A multiplicação de solicitações e de atribuição de missões que são hoje endereçadas à escola impõe hoje um debate importante, ao qual escola e sociedade, não podem fugir. Até porque o impacto dessa multiplicação de expectativas teve um efeito perverso na questão curricular. De facto, é hoje manifesto que a escolaridade básica assenta hoje numa matriz curricular excessivamente extensa, multiplicada e espartilhada por diferentes áreas curriculares e disciplinares, que resulta na fragmentação do conhecimento e numa carga horária desproporcionada no quotidiano escolar dos alunos, com particular incidência no 3º ciclo da escolaridade básica. Repensar hoje a estrutura curricular da escolaridade obrigatória exige, pois, refletir e definir quais as aprendizagens centrais que o percurso escolar deve assegurar. Nesse sentido, exige que a sociedade portuguesa se comprometa em responder à questão central: enquanto sociedade democrática, que escola necessitamos hoje para responder às solicitações e aos desafios que se nos colocam?

E é certo que hoje as solicitações são inúmeras e exigentes. Vivemos hoje num mundo globalizado, onde se multiplicam os canais de informação e comunicação – é pois necessário educar para a aquisição de competência de pesquisa, análise crítica e seleção da informação. Simultaneamente, cabe à escola capacitar para o exercício da cidadania, educar para comportamento saudáveis e socialmente responsáveis. A par deste novas exigências, a escola e a sua cultura são também a socialização na memória comum da comunidade política, nos conhecimentos clássicos que fazem essa mesma identidade e esse percurso. É hoje também central preparar a formação que conduzirá cada jovem a uma inserção qualificada no mercado de trabalho. A par destes aspetos, a educação artística e para a promoção da criatividade é central no desenvolvimento integral das crianças e jovens. São muitas, portanto, as exigências.

Este debate exige dois pressupostos. Em primeiro lugar, é preciso saber onde estamos. A reforma curricular empreendida há uma década atrás demonstrou, certamente, as suas virtudes. Mas são hoje também patentes os problemas que foi colocando ao longo do tempo – importa, portanto, analisar cuidadosamente o que foi a aplicação e os resultados desse modelo curricular, de modo a responder aos problemas diagnosticados e aos novos desafios que entretanto se nos colocam.

Em segundo lugar, o processo de elaboração das orientações centrais do desenho curricular deve partir de um amplo debate com os diferentes participantes do campo educativo – professores, estudiosos, associações científicas e sociedade civil.

Ora, foi todo este processo que o atual Governo recusou fazer. De facto, optou por fazer “cortes” em áreas disciplinares e no chamado par pedagógico da disciplina de Educação Visual e Tecnológica, sem cuidar de adequar a lógica global do desenho curricular.

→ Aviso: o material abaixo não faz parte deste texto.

//! Record types for imported rows.
//!
//! A [`Record`] is an untyped JSON object. Column names may be dot-paths
//! (`"address.city"`), which expand into nested objects on insert and
//! collapse back with [`Record::flatten`].

use serde::{Deserialize, Serialize};
use serde_json::{Map, Value};

/// Name of the field carrying record identity.
pub const ID_FIELD: &str = "id";

/// Identifier of a record within a resource.
#[derive(Debug, Clone, PartialEq, Eq, Hash, PartialOrd, Ord, Serialize, Deserialize)]
#[serde(untagged)]
pub enum Identifier {
    Int(i64),
    Str(String),
}

impl Identifier {
    /// Read an identifier out of a JSON value.
    ///
    /// Integers and non-empty strings are identifiers. Other numbers keep
    /// their decimal text. `null`, `""`, booleans, arrays and objects are not.
    ///
    /// A string spelling an integer canonically (`"42"`, not `"042"`) is read
    /// as that integer, so untyped CSV cells match numeric store ids.
    pub fn from_value(value: &Value) -> Option<Self> {
        match value {
            Value::Number(n) => Some(match n.as_i64() {
                Some(i) => Identifier::Int(i),
                None => Identifier::Str(n.to_string()),
            }),
            Value::String(s) if !s.is_empty() => Some(
                match s.parse::<i64>().ok().filter(|i| i.to_string() == *s) {
                    Some(i) => Identifier::Int(i),
                    None => Identifier::Str(s.clone()),
                },
            ),
            _ => None,
        }
    }

    /// Convert back into a JSON value.
    pub fn to_value(&self) -> Value {
        match self {
            Identifier::Int(i) => Value::from(*i),
            Identifier::Str(s) => Value::from(s.as_str()),
        }
    }
}

impl std::fmt::Display for Identifier {
    fn fmt(&self, f: &mut std::fmt::Formatter<'_>) -> std::fmt::Result {
        match self {
            Identifier::Int(i) => write!(f, "{}", i),
            Identifier::Str(s) => f.write_str(s),
        }
    }
}

impl From<i64> for Identifier {
    fn from(value: i64) -> Self {
        Identifier::Int(value)
    }
}

impl From<&str> for Identifier {
    fn from(value: &str) -> Self {
        Identifier::Str(value.to_string())
    }
}

impl From<String> for Identifier {
    fn from(value: String) -> Self {
        Identifier::Str(value)
    }
}

/// A single imported row.
#[derive(Debug, Clone, PartialEq, Default, Serialize, Deserialize)]
#[serde(transparent)]
pub struct Record(Map<String, Value>);

impl Record {
    /// Create an empty record.
    pub fn new() -> Self {
        Self(Map::new())
    }

    /// Wrap an existing JSON object.
    pub fn from_map(map: Map<String, Value>) -> Self {
        Self(map)
    }

    /// The record's identifier, if it carries one.
    pub fn id(&self) -> Option<Identifier> {
        self.0.get(ID_FIELD).and_then(Identifier::from_value)
    }

    /// Whether the record carries an identifier.
    pub fn has_id(&self) -> bool {
        self.id().is_some()
    }

    /// Shallow copy with the `id` field removed.
    pub fn without_id(&self) -> Self {
        let mut map = self.0.clone();
        map.remove(ID_FIELD);
        Self(map)
    }

    /// Top-level field.
    pub fn get(&self, field: &str) -> Option<&Value> {
        self.0.get(field)
    }

    /// Set a top-level field.
    pub fn set(&mut self, field: impl Into<String>, value: Value) {
        self.0.insert(field.into(), value);
    }

    /// Look up a dot-path (`"address.city"`).
    pub fn get_path(&self, path: &str) -> Option<&Value> {
        let mut keys = path.split('.');
        let first = keys.next()?;
        let mut current = self.0.get(first)?;
        for key in keys {
            current = current.as_object()?.get(key)?;
        }
        Some(current)
    }

    /// Insert a value at a dot-path, creating intermediate objects.
    ///
    /// An intermediate that is not an object is replaced by an empty object.
    /// An empty path is ignored.
    pub fn insert_path(&mut self, path: &str, value: Value) {
        if path.is_empty() {
            return;
        }
        let mut keys: Vec<&str> = path.split('.').collect();
        let last = keys.pop().unwrap_or(path);
        let mut current = &mut self.0;
        for key in keys {
            let slot = current
                .entry(key.to_string())
                .or_insert_with(|| Value::Object(Map::new()));
            if !slot.is_object() {
                *slot = Value::Object(Map::new());
            }
            let Value::Object(map) = slot else {
                return;
            };
            current = map;
        }
        current.insert(last.to_string(), value);
    }

    /// Collapse nested objects into `(dot.path, leaf)` pairs.
    ///
    /// Inverse of [`Record::insert_path`]: arrays, scalars and empty objects
    /// are leaves.
    pub fn flatten(&self) -> Vec<(String, Value)> {
        let mut out = Vec::new();
        for (key, value) in &self.0 {
            flatten_into(key.clone(), value, &mut out);
        }
        out
    }

    /// Number of top-level fields.
    pub fn len(&self) -> usize {
        self.0.len()
    }

    /// Whether the record has no fields.
    pub fn is_empty(&self) -> bool {
        self.0.is_empty()
    }

    /// Borrow the underlying object.
    pub fn as_map(&self) -> &Map<String, Value> {
        &self.0
    }

    /// Convert into a JSON value.
    pub fn into_value(self) -> Value {
        Value::Object(self.0)
    }
}

fn flatten_into(prefix: String, value: &Value, out: &mut Vec<(String, Value)>) {
    match value {
        Value::Object(map) if !map.is_empty() => {
            for (key, nested) in map {
                flatten_into(format!("{}.{}", prefix, key), nested, out);
            }
        }
        leaf => out.push((prefix, leaf.clone())),
    }
}

impl FromIterator<(String, Value)> for Record {
    /// Build a record from dot-path columns.
    fn from_iter<I: IntoIterator<Item = (String, Value)>>(iter: I) -> Self {
        let mut record = Record::new();
        for (path, value) in iter {
            record.insert_path(&path, value);
        }
        record
    }
}

impl TryFrom<Value> for Record {
    type Error = Value;

    fn try_from(value: Value) -> Result<Self, Self::Error> {
        match value {
            Value::Object(map) => Ok(Record(map)),
            other => Err(other),
        }
    }
}

#[cfg(test)]
mod tests {
    use super::*;
    use serde_json::json;

    fn record(value: Value) -> Record {
        Record::try_from(value).unwrap()
    }

    #[test]
    fn identifier_from_values() {
        assert_eq!(Identifier::from_value(&json!(5)), Some(Identifier::Int(5)));
        assert_eq!(Identifier::from_value(&json!(0)), Some(Identifier::Int(0)));
        assert_eq!(
            Identifier::from_value(&json!("abc")),
            Some(Identifier::Str("abc".into()))
        );
        assert_eq!(
            Identifier::from_value(&json!(1.5)),
            Some(Identifier::Str("1.5".into()))
        );
        assert_eq!(Identifier::from_value(&json!("42")), Some(Identifier::Int(42)));
        assert_eq!(
            Identifier::from_value(&json!("042")),
            Some(Identifier::Str("042".into()))
        );
        assert_eq!(Identifier::from_value(&json!("")), None);
        assert_eq!(Identifier::from_value(&Value::Null), None);
        assert_eq!(Identifier::from_value(&json!(true)), None);
        assert_eq!(Identifier::from_value(&json!({"a": 1})), None);
    }

    #[test]
    fn record_identity() {
        let r = record(json!({"id": 5, "title": "Z"}));
        assert_eq!(r.id(), Some(Identifier::Int(5)));

        let stripped = r.without_id();
        assert!(stripped.get("id").is_none());
        assert_eq!(stripped.get("title"), Some(&json!("Z")));
        // original untouched
        assert!(r.has_id());

        assert!(!record(json!({"id": "", "title": "x"})).has_id());
        assert!(!record(json!({"title": "x"})).has_id());
    }

    #[test]
    fn insert_nested_paths() {
        let mut r = Record::new();
        r.insert_path("address.city", json!("Oslo"));
        r.insert_path("address.zip", json!("0150"));
        r.insert_path("name", json!("Ada"));
        r.insert_path("", json!("ignored"));

        assert_eq!(
            r.into_value(),
            json!({"address": {"city": "Oslo", "zip": "0150"}, "name": "Ada"})
        );
    }

    #[test]
    fn insert_replaces_scalar_intermediate() {
        let mut r = record(json!({"a": "scalar"}));
        r.insert_path("a.b", json!(1));
        assert_eq!(r.get_path("a.b"), Some(&json!(1)));
    }

    #[test]
    fn flatten_inverts_insert() {
        let columns = vec![
            ("id".to_string(), json!("1")),
            ("meta.tags".to_string(), json!(["a", "b"])),
            ("meta.author.name".to_string(), json!("Ada")),
        ];
        let r: Record = columns.clone().into_iter().collect();

        let mut flat = r.flatten();
        flat.sort_by(|a, b| a.0.cmp(&b.0));
        let mut expected = columns;
        expected.sort_by(|a, b| a.0.cmp(&b.0));
        assert_eq!(flat, expected);
    }

    #[test]
    fn get_path_misses() {
        let r = record(json!({"a": {"b": 1}}));
        assert_eq!(r.get_path("a.b"), Some(&json!(1)));
        assert_eq!(r.get_path("a.c"), None);
        assert_eq!(r.get_path("a.b.c"), None);
    }

    #[test]
    fn serialization_is_transparent() {
        let r = record(json!({"id": 1, "title": "New"}));
        let text = serde_json::to_string(&r).unwrap();
        assert_eq!(text, r#"{"id":1,"title":"New"}"#);
        let parsed: Record = serde_json::from_str(&text).unwrap();
        assert_eq!(parsed, r);
    }
}
//! Per-run logging handle.
//!
//! Every component of a run receives the same [`RunLog`] explicitly. Events
//! are emitted through `tracing` inside the run's span, so the caller's
//! subscriber decides where they go. Debug chatter is only emitted when the
//! run was configured with logging enabled; failures are always reported.

use std::fmt::Display;
use tracing::Span;

#[derive(Debug, Clone)]
pub struct RunLog {
    enabled: bool,
    span: Span,
}

impl RunLog {
    /// Handle for an import of `resource`.
    pub fn new(resource: &str, enabled: bool) -> Self {
        Self {
            enabled,
            span: tracing::info_span!("import", resource = %resource),
        }
    }

    /// Handle that emits nothing but failures, outside any span.
    pub fn disabled() -> Self {
        Self {
            enabled: false,
            span: Span::none(),
        }
    }

    pub fn enabled(&self) -> bool {
        self.enabled
    }

    pub fn span(&self) -> &Span {
        &self.span
    }

    pub fn debug(&self, step: &str, message: impl Display) {
        if self.enabled {
            tracing::debug!(parent: &self.span, step, "{}", message);
        }
    }

    pub fn warn(&self, step: &str, message: impl Display) {
        if self.enabled {
            tracing::warn!(parent: &self.span, step, "{}", message);
        }
    }

    /// Always emitted.
    pub fn failure(&self, step: &str, message: impl Display) {
        tracing::warn!(parent: &self.span, step, "{}", message);
    }
}
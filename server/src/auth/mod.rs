//! Request authentication.

mod middleware;

pub use middleware::AuthUser;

Que não haja, portanto, ilusões. As alterações propostas do Governo não são, nunca foram, nem nunca pretenderam ser uma verdadeira reorganização curricular. São, apenas e só, cortes orçamentais por via do despedimento de professores e por limitação da vocação democratizadora da escola pública. Como política é pobre; como ideologia é perigosa; para o futuro do país pode ser trágico.